Provides methods for extracting fields from a document.

Learn more

The example demonstrates how to implement the interface.


 public class LogExtractor implements IFieldExtractor {
     private final String[] extensions = new String[] { ".log" };
 
     public final String[] getExtensions() { return extensions; }
 
     public final DocumentField[] getFields(String filePath) {
         File file = new File(filePath);
         DocumentField[] fields = new DocumentField[] {
             new DocumentField("FileName", file.getAbsolutePath()),
             new DocumentField("Content", extractContent(filePath)),
         };
         return fields;
     }
 
     private String extractContent(String filePath) {
         StringBuilder result = new StringBuilder();
         try {
             List lines = Files.readAllLines(Paths.get(filePath), StandardCharsets.UTF_8);
             for (int i = 0; i < lines.size(); i++) {
                 String line = lines.get(i);
                 String processedLine = line.substring(12);
                 result.append(processedLine);
             }
         } catch (IOException ex) {
             throw new RuntimeException(ex);
         }
         return result.toString();
     }
 }
 

The example demonstrates how to use the custorm extractor for indexing.
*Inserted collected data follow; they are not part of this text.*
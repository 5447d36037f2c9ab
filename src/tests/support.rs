use crate::domain::AssetName;
use crate::io::AssetBundle;
use crate::store::SiteStore;
use async_trait::async_trait;
use std::collections::HashMap;
use std::io;
use std::path::PathBuf;
use std::sync::{Arc, Mutex};
use tempfile::TempDir;

pub const SHARED_SCRIPT: &[u8] = b"console.log('page mods');";
pub const BASIC_TEMPLATE: &str = "<main data-page=\"${PAGE_ID}\"><h1>${PAGE_ID}</h1></main>";
pub const BASIC_STYLE: &[u8] = b"main { margin: 0 auto; }";

// --- Manual Mock: AssetBundle ---
// keeps the website-builder bundle in memory so tests control exactly which
// assets exist
#[derive(Clone)]
pub struct MockAssetBundle {
    pub shared_script: Arc<Mutex<Option<Vec<u8>>>>,
    pub templates: Arc<Mutex<HashMap<String, String>>>,
    pub styles: Arc<Mutex<HashMap<String, Vec<u8>>>>,
}

impl MockAssetBundle {
    // a bundle with the shared script, a "basic" template and a "basic" style
    pub fn new() -> Self {
        let bundle = Self::empty();
        *bundle.shared_script.lock().unwrap() = Some(SHARED_SCRIPT.to_vec());
        bundle.add_template("basic", BASIC_TEMPLATE);
        bundle.add_style("basic", BASIC_STYLE);
        bundle
    }

    pub fn empty() -> Self {
        Self {
            shared_script: Arc::new(Mutex::new(None)),
            templates: Arc::new(Mutex::new(HashMap::new())),
            styles: Arc::new(Mutex::new(HashMap::new())),
        }
    }

    pub fn add_template(&self, name: &str, body: &str) {
        let mut templates = self.templates.lock().unwrap();
        templates.insert(name.to_string(), body.to_string());
    }

    pub fn remove_template(&self, name: &str) {
        self.templates.lock().unwrap().remove(name);
    }

    pub fn add_style(&self, name: &str, body: &[u8]) {
        let mut styles = self.styles.lock().unwrap();
        styles.insert(name.to_string(), body.to_vec());
    }
}

#[async_trait]
impl AssetBundle for MockAssetBundle {
    async fn shared_script(&self) -> io::Result<Option<Vec<u8>>> {
        Ok(self.shared_script.lock().unwrap().clone())
    }

    async fn template(&self, name: &AssetName) -> io::Result<Option<String>> {
        let templates = self.templates.lock().unwrap();
        Ok(templates.get(name.as_str()).cloned())
    }

    async fn style(&self, name: &AssetName) -> io::Result<Option<Vec<u8>>> {
        let styles = self.styles.lock().unwrap();
        Ok(styles.get(name.as_str()).cloned())
    }
}

// a store rooted in a fresh temp dir; the TempDir must outlive the store
pub struct TestStore {
    pub dir: TempDir,
    pub store: Arc<SiteStore>,
    pub assets: MockAssetBundle,
}

impl TestStore {
    pub fn sites_root(&self) -> PathBuf {
        self.dir.path().join("sites")
    }
}

pub async fn test_store() -> TestStore {
    test_store_with(MockAssetBundle::new()).await
}

pub async fn test_store_with(assets: MockAssetBundle) -> TestStore {
    let dir = TempDir::new().expect("Failed to create temp dir");
    let store = SiteStore::open(dir.path().join("sites"), Box::new(assets.clone()))
        .await
        .expect("Failed to open store");
    TestStore {
        dir,
        store: Arc::new(store),
        assets,
    }
}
 String indexFolder = "c:\\MyIndex\\"; // Specify path to the index folder
 String documentsFolder = "c:\\MyDocuments\\"; // Specify path to a folder containing documents to search
 Index index = new Index(indexFolder); // Creating or loading an index
 index.getIndexSettings().getCustomExtractors().addItem(new LogExtractor()); // Adding custom text extractor to index settings
 index.add(documentsFolder); // Indexing documents from the specified folder
 

Methods

Method Description
getExtensions() Gets the supported extensions.
getFields(String filePath) Extracts all fields from the specified document.
getFields(InputStream stream) Extracts all fields from the specified document.

getExtensions()

public abstract String[] getExtensions()

Gets the supported extensions.

Returns: java.lang.String[] - The supported extensions.
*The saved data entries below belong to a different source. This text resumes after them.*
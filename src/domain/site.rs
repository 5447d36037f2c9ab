use crate::domain::ids::{PageId, SiteId};
use chrono::{DateTime, Utc};
use serde::{Deserialize, Serialize};
use std::collections::BTreeMap;

/// In-memory materialization of `site.json`. Never cached past a single
/// store operation.
#[derive(Debug, Clone, PartialEq, Eq, Serialize, Deserialize)]
pub struct SiteManifest {
    pub id: SiteId,
    pub name: String,
    #[serde(default)]
    pub description: String,
    pub created_at: DateTime<Utc>,
    pub updated_at: DateTime<Utc>,
    // navigation order
    #[serde(default)]
    pub pages: Vec<PageEntry>,
}

/// One `{ "<page_id>": "<display_name>" }` entry of the manifest's page list.
#[derive(Debug, Clone, PartialEq, Eq, Serialize, Deserialize)]
#[serde(
    try_from = "BTreeMap<String, String>",
    into = "BTreeMap<String, String>"
)]
pub struct PageEntry {
    pub id: PageId,
    pub display_name: String,
}

impl TryFrom<BTreeMap<String, String>> for PageEntry {
    type Error = String;

    fn try_from(map: BTreeMap<String, String>) -> Result<Self, Self::Error> {
        if map.len() != 1 {
            return Err(format!(
                "page entry must hold exactly one id, found {}",
                map.len()
            ));
        }
        let (id, display_name) = map
            .into_iter()
            .next()
            .ok_or_else(|| "empty page entry".to_string())?;
        let id = PageId::parse(&id).map_err(|e| e.to_string())?;
        Ok(PageEntry { id, display_name })
    }
}

impl From<PageEntry> for BTreeMap<String, String> {
    fn from(entry: PageEntry) -> Self {
        BTreeMap::from([(entry.id.into(), entry.display_name)])
    }
}

impl SiteManifest {
    pub fn new(id: SiteId, name: String, description: String) -> Self {
        let now = Utc::now();
        Self {
            id,
            name,
            description,
            created_at: now,
            updated_at: now,
            pages: Vec::new(),
        }
    }

    /// Refresh `updated_at`, never moving it backwards even if the wall clock
    /// does.
    pub fn touch(&mut self) {
        self.updated_at = Utc::now().max(self.updated_at);
    }

    pub fn page(&self, id: &PageId) -> Option<&PageEntry> {
        self.pages.iter().find(|entry| &entry.id == id)
    }

    pub fn has_page(&self, id: &PageId) -> bool {
        self.page(id).is_some()
    }

    /// Append a page at the end of the navigation order. Returns false and
    /// leaves the list alone when the id is already registered.
    pub fn register_page(&mut self, id: PageId, display_name: String) -> bool {
        if self.has_page(&id) {
            return false;
        }
        self.pages.push(PageEntry { id, display_name });
        true
    }

    pub fn unregister_page(&mut self, id: &PageId) -> bool {
        let before = self.pages.len();
        self.pages.retain(|entry| &entry.id != id);
        self.pages.len() != before
    }
}
pub mod ids;
pub mod page;
pub mod site;

pub use ids::{AssetName, PageId, ScriptName, SiteId, INDEX_PAGE};
pub use page::{EditorLocation, PageCreation, PageSummary, ReconcileReport};
pub use site::{PageEntry, SiteManifest};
getFields(String filePath)

public abstract DocumentField[] getFields(String filePath)

Extracts all fields from the specified document.

Parameters:

Parameter Type Description
filePath java.lang.String The document file path.

Returns: com.groupdocs.search.common.DocumentField[] - The extracted fields.

getFields(InputStream stream)

public abstract DocumentField[] getFields(InputStream stream)

Extracts all fields from the specified document.

Parameters:

Parameter Type Description
stream java.io.InputStream The document stream.

Returns: com.groupdocs.search.common.DocumentField[] - The extracted fields.